You wouldn’t think there would be much to celebrate when a threatened species has its status uplisted because the risk
of it becoming extinct has increased. To have nine Australian birds uplisted on a single day as happened last week may at first seem very bleak indeed.
These listings have not come out of the blue, sparked by a single catastrophic event. The nine uplistings follow the recommendations of the 2020 Action
Plan for Australian Birds produced
by BirdLife Australia and Charles Darwin University,
drawing on the expertise of hundreds of researchers who have studied and catalogued both the threats facing Australia’s birds and the actions needed to recover those teetering on the edge of extinction.
There will be more birds added to the threatened species list as the federal environment department plays catch-up after years of delays, but a listing should not be seen as a tragic conclusion.
It is a line in the sand, a moment of hope that we have reached a turning point in the fortunes of a threatened species.

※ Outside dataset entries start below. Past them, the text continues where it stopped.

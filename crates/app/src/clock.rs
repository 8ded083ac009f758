//! Time sources.
//!
//! Every component that compares against "now" takes an `Arc<dyn Clock>` so that
//! expiry and window arithmetic can be driven deterministically in tests.

use std::{
    fmt::Debug,
    sync::{Mutex, PoisonError},
};

use jiff::{SignedDuration, Timestamp};

pub trait Clock: Debug + Send + Sync {
    fn now(&self) -> Timestamp;

    /// Milliseconds since the Unix epoch.
    fn now_ms(&self) -> i64 {
        self.now().as_millisecond()
    }
}

/// Wall clock.
#[derive(Debug, Clone, Copy, Default)]
pub struct SystemClock;

impl Clock for SystemClock {
    fn now(&self) -> Timestamp {
        Timestamp::now()
    }
}

/// Clock that only moves when told to.
#[derive(Debug)]
pub struct ManualClock {
    now: Mutex<Timestamp>,
}

impl ManualClock {
    #[must_use]
    pub fn new(now: Timestamp) -> Self {
        Self {
            now: Mutex::new(now),
        }
    }

    pub fn set(&self, now: Timestamp) {
        *self.now.lock().unwrap_or_else(PoisonError::into_inner) = now;
    }

    /// Move the clock forward (or backward for negative durations).
    ///
    /// Saturates at the representable timestamp bounds.
    pub fn advance(&self, by: SignedDuration) {
        let mut now = self.now.lock().unwrap_or_else(PoisonError::into_inner);

        *now = now.checked_add(by).unwrap_or(if by.is_negative() {
            Timestamp::MIN
        } else {
            Timestamp::MAX
        });
    }
}

impl Clock for ManualClock {
    fn now(&self) -> Timestamp {
        *self.now.lock().unwrap_or_else(PoisonError::into_inner)
    }
}
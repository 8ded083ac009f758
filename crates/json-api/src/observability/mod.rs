//! Observability setup and request tracing middleware.

use thiserror::Error;

mod init;
mod logging;
mod metrics;
mod otel;
mod request;
mod settings;

pub(crate) use init::Observability;
pub(crate) use metrics::{metrics_handler, observe_auth_failure, observe_rate_limit};
pub(crate) use request::request_logging;

/// Errors raised while initialising observability.
#[derive(Debug, Error)]
pub(crate) enum ObservabilityError {
    /// Failed to build OTLP exporter.
    #[error("failed to build OTLP exporter: {0}")]
    OtlpExporter(#[from] opentelemetry_otlp::ExporterBuildError),

    /// Failed to initialise tracing subscriber.
    #[error("failed to initialise tracing subscriber: {0}")]
    TracingSubscriber(#[from] tracing_subscriber::util::TryInitError),
}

They say the first step to recovery is to recognise you have a problem, however, unlike the institution that made that phrase famous, anonymity is the last thing that threatened species
Extinction is often a quiet process, happening out of sight. Very few people would be
aware of the painted button-quail that lives on the Houtman Abrolhos islands offshore from the Western Australian town of Geraldton. These dapper yet inconspicuous ground-dwellers have been uplisted to endangered because this distinct subspecies
has now disappeared from one of only three islands they survive on, due to their habitat being overgrazed by introduced tammar wallabies.
Even if the wallabies were removed and the button-quails returned, there is an underlying ongoing threat of weeds choking out the remaining habitat on all three islands. This is why the
Abrolhos painted button-quail is considered one of the five Australian birds most likely to become extinct. It could easily happen with almost nobody mourning its loss. Similarly, Coxen’s fig-parrot – uplisted to critically endangered – may have already slipped
away unnoticed, with no verifiable sightings for decades in the dense Gondwana-era rainforests it once occupied.

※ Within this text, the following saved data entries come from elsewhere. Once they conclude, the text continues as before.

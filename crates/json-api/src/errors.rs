//! JSON error responses.
//!
//! Every failure leaves the gateway as `{ "error": <code>, "message": <text> }`
//! with a stable machine-readable code. Rate limit denials additionally carry
//! `retryAfter` and a `Retry-After` header.

use salvo::{
    http::{StatusCode, header::RETRY_AFTER},
    oapi::{self, EndpointOutRegister, ToSchema},
    prelude::{Json, Response, StatusError},
    writing::Scribe,
};
use serde::{Deserialize, Serialize};
use tracing::warn;

/// Stable error codes.
#[derive(Debug, Clone, Copy, PartialEq, Eq, Serialize, Deserialize, ToSchema)]
#[serde(rename_all = "snake_case")]
pub(crate) enum ErrorCode {
    Unauthenticated,
    MalformedCredential,
    InvalidCredential,
    RateLimited,
    BadRequest,
    UpstreamError,
    InternalError,
}

impl ErrorCode {
    fn status(self) -> StatusCode {
        match self {
            Self::Unauthenticated | Self::MalformedCredential | Self::InvalidCredential => {
                StatusCode::UNAUTHORIZED
            }
            Self::RateLimited => StatusCode::TOO_MANY_REQUESTS,
            Self::BadRequest => StatusCode::BAD_REQUEST,
            Self::UpstreamError => StatusCode::BAD_GATEWAY,
            Self::InternalError => StatusCode::INTERNAL_SERVER_ERROR,
        }
    }
}

/// Error body.
#[derive(Debug, Clone, PartialEq, Eq, Serialize, Deserialize, ToSchema)]
#[serde(rename_all = "camelCase")]
pub(crate) struct ErrorBody {
    pub error: ErrorCode,
    pub message: String,

    /// Seconds until the quota resets, on `rate_limited` only.
    #[serde(default, skip_serializing_if = "Option::is_none")]
    pub retry_after: Option<u64>,
}

#[derive(Debug, Clone, PartialEq, Eq)]
pub(crate) struct ApiError {
    body: ErrorBody,
}

impl ApiError {
    pub(crate) fn new(code: ErrorCode, message: impl Into<String>) -> Self {
        Self {
            body: ErrorBody {
                error: code,
                message: message.into(),
                retry_after: None,
            },
        }
    }

    pub(crate) fn unauthenticated() -> Self {
        Self::new(ErrorCode::Unauthenticated, "Authentication required")
    }

    pub(crate) fn malformed_credential() -> Self {
        Self::new(
            ErrorCode::MalformedCredential,
            "Authorization header must carry a bearer token",
        )
    }

    pub(crate) fn invalid_credential() -> Self {
        Self::new(ErrorCode::InvalidCredential, "Credential is not valid")
    }

    pub(crate) fn rate_limited(retry_after_secs: u64) -> Self {
        let mut error = Self::new(ErrorCode::RateLimited, "Too many requests");

        error.body.retry_after = Some(retry_after_secs);

        error
    }

    pub(crate) fn bad_request(message: impl Into<String>) -> Self {
        Self::new(ErrorCode::BadRequest, message)
    }

    pub(crate) fn upstream() -> Self {
        Self::new(ErrorCode::UpstreamError, "Reply generation failed")
    }

    pub(crate) fn internal() -> Self {
        Self::new(ErrorCode::InternalError, "Internal server error")
    }

    pub(crate) fn code(&self) -> ErrorCode {
        self.body.error
    }
}

impl From<StatusError> for ApiError {
    fn from(error: StatusError) -> Self {
        match error.code {
            StatusCode::UNAUTHORIZED => Self::unauthenticated(),
            StatusCode::BAD_REQUEST => Self::bad_request(error.brief),
            _ => Self::internal(),
        }
    }
}

impl Scribe for ApiError {
    fn render(self, res: &mut Response) {
        res.status_code(self.body.error.status());

        if let Some(seconds) = self.body.retry_after
            && let Err(source) = res.add_header(RETRY_AFTER, seconds.to_string(), true)
        {
            warn!("failed to set retry-after header: {source}");
        }

        res.render(Json(self.body));
    }
}

impl EndpointOutRegister for ApiError {
    fn register(components: &mut oapi::Components, operation: &mut oapi::Operation) {
        <StatusError as EndpointOutRegister>::register(components, operation);
    }
}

People do notice the pink cockatoo. While the eastern subspecies lives in out-of-the-way parts of the arid zone, it is a favourite due to its glorious colours. Even the normally sober
field guides describe it as “flamboyant” and “beautiful”. Yet even such a stunning bird as this hasn’t avoided being placed in the endangered category.
The main cause of decline is a lack of suitable tree hollows for them to nest in. Their preferred nesting trees such as native cypress-pines are on average, 170
years old, and even those that survived clearing and are protected in conservation reserves are beginning to die and fall to the ground. The increasing frequency and intensity of fires and the overgrazing of seedlings by rabbits, goats and kangaroos
are speeding up the process and the placid pink cockatoo is losing out in the competition for the few remaining suitable hollows to galahs and feral bees. All this has led to a 71% decline in reporting rates over the past 40 years.

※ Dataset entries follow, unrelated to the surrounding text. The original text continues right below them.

//! Request-level logging, request IDs, and parent trace extraction.

mod parent_context;
mod request_ids;
mod spans;

use std::time::Instant;

use salvo::{
    Request, handler,
    prelude::{Depot, FlowCtrl, Response},
};
use tracing::{Instrument as _, error, info, warn};
use tracing_opentelemetry::OpenTelemetrySpanExt as _;

use super::{metrics, settings};

const REQUEST_ID_DEPOT_KEY: &str = "request_id";

#[handler]
pub(crate) async fn request_logging(
    req: &mut Request,
    depot: &mut Depot,
    res: &mut Response,
    ctrl: &mut FlowCtrl,
) {
    if req.uri().path() == "/metrics" {
        ctrl.call_next(req, depot, res).await;
        return;
    }

    let started = Instant::now();

    let request_id =
        request_ids::resolve_request_id(req.header::<String>(request_ids::REQUEST_ID_HEADER));

    depot.insert(REQUEST_ID_DEPOT_KEY, request_id.clone());

    request_ids::set_request_id_header(res, &request_id);

    let method = req.method().to_string();
    let path = req.uri().path().to_owned();
    let remote_addr = req.remote_addr().to_string();
    let names = spans::request_span_name(&method, &path);
    let _in_flight_request = metrics::InFlightRequestGuard::track();

    let span = tracing::info_span!(
        parent: None,
        "http.request",
        otel.name = %names.otel_span_name,
        otel.kind = "server",
        request_id = %request_id,
        method = %method,
        path = %path,
        remote_addr = %remote_addr,
        status = tracing::field::Empty,
        duration_ms = tracing::field::Empty
    );

    if settings::otel_parent_propagation_enabled()
        && let Some(parent_context) = parent_context::extract_parent_context(req.headers())
        && let Err(source) = span.set_parent(parent_context)
    {
        warn!("failed to set parent context on request span: {source}");
    }

    ctrl.call_next(req, depot, res)
        .instrument(span.clone())
        .await;

    let duration = started.elapsed();
    let status = request_ids::response_status_or_ok(res.status_code);
    let duration_ms = duration.as_millis();
    let threshold_ms = u128::from(settings::slow_request_threshold_ms());

    metrics::observe_request(
        &method,
        &names.otel_path,
        status.as_u16(),
        duration.as_secs_f64(),
    );

    span.record("status", status.as_u16());
    span.record("duration_ms", duration_ms);

    span.in_scope(|| {
        info!(status = status.as_u16(), duration_ms, "request.completed");

        if status.is_server_error() {
            error!(
                status = status.as_u16(),
                method = %method,
                path = %path,
                request_id = %request_id,
                "server error response"
            );
        } else if status.is_client_error() {
            warn!(
                status = status.as_u16(),
                method = %method,
                path = %path,
                request_id = %request_id,
                "client error response"
            );
        }

        if duration_ms > threshold_ms {
            warn!(
                method = %method,
                path = %path,
                request_id = %request_id,
                duration_ms,
                threshold_ms,
                "slow request detected"
            );
        }
    });
}

#[cfg(test)]
mod tests {
    use salvo::{
        Router, Service,
        http::StatusCode,
        test::{ResponseExt, TestClient},
    };
    use testresult::TestResult;

    use super::*;

    #[handler]
    async fn echo_request_id(depot: &mut Depot, res: &mut Response) {
        let id = depot
            .get::<String>(REQUEST_ID_DEPOT_KEY)
            .map_or_else(|_| "missing".to_string(), Clone::clone);

        res.render(id);
    }

    fn service() -> Service {
        Service::new(
            Router::new()
                .hoop(request_logging)
                .push(Router::with_path("echo").get(echo_request_id)),
        )
    }

    #[tokio::test]
    async fn incoming_request_id_is_kept_and_echoed() -> TestResult {
        let mut res = TestClient::get("http://example.com/echo")
            .add_header(request_ids::REQUEST_ID_HEADER, "req-123", true)
            .send(&service())
            .await;

        let header = res
            .headers()
            .get(request_ids::REQUEST_ID_HEADER)
            .and_then(|value| value.to_str().ok())
            .map(str::to_owned);

        assert_eq!(res.status_code, Some(StatusCode::OK));
        assert_eq!(header.as_deref(), Some("req-123"));
        assert_eq!(res.take_string().await?, "req-123");

        Ok(())
    }

    #[tokio::test]
    async fn missing_request_id_is_generated() -> TestResult {
        let mut res = TestClient::get("http://example.com/echo")
            .send(&service())
            .await;

        let body = res.take_string().await?;

        assert!(uuid::Uuid::parse_str(&body).is_ok(), "expected a uuid, got {body}");

        Ok(())
    }
}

Similarly, it is past and ongoing land clearing of habitat that has driven a suite of once common and widespread woodland species, the south-eastern hooded robin, southern whiteface, south-eastern
brown treecreeper, diamond firetail and blue-winged parrot on to the threatened species list. Much of the damage has been done decades earlier and there is a lag between the triggering action and the loss of a species. Ecologists call this “extinction debt”.
Thus scattered pairs of hooded robins may survive the initial clearing of woodland, hanging on in suboptimal scraps of disconnected habitat. A species prone to predation in its open cup
nests and bullying from aggressive bird species that move into the disturbed habitat, their breeding success declines and any chicks that survive have few options to find new territories, as additional suitable woodland no longer exists.
The tragedy of our rarest bird of prey, the magnificent red goshawk – now newly listed as endangered – shows that we don’t seem to have learned much from our past mistakes. This bird-hunting
raptor ranges over vast tracts of tropical woodland searching for prey. Since the year that our current national threatened species act, the Environment Protection and Biodiversity Conservation Act (EPBC Act 1999) was introduced, 3m
hectares of potential woodland habitat within its former range have been destroyed, mostly in Queensland.
The red goshawk is now extinct in New South Wales and in Queensland is almost entirely absent anywhere south of Cape York. Yet the clearing continues, not only for pastoral and mining
purposes but now also for renewable energy projects such as the
proposed Upper Burdekin windfarm.
The developer acknowledges the project will have “significant residual impact” on red goshawks but bizarrely proposes that if one has a nest or roost tree near a windfarm, one mitigation
measure to lessen the risk of it being sliced by a turbine blade is to cut down the tree!
The hope that arises from a threatened species listing is that protection and recovery follow. This will only occur if we have strong, effective and well-resourced nature laws supporting
this. The federal environment minister, Tanya Plibersek, has pledged no
more extinctions in Australia. As we await her government’s response to the Samuel Review of the EPBC Act, while we know there will be more birds added to the threatened species list, we hope that we will see many come off it.
Sean Dooley is National Public Affairs Manager for BirdLife Australia.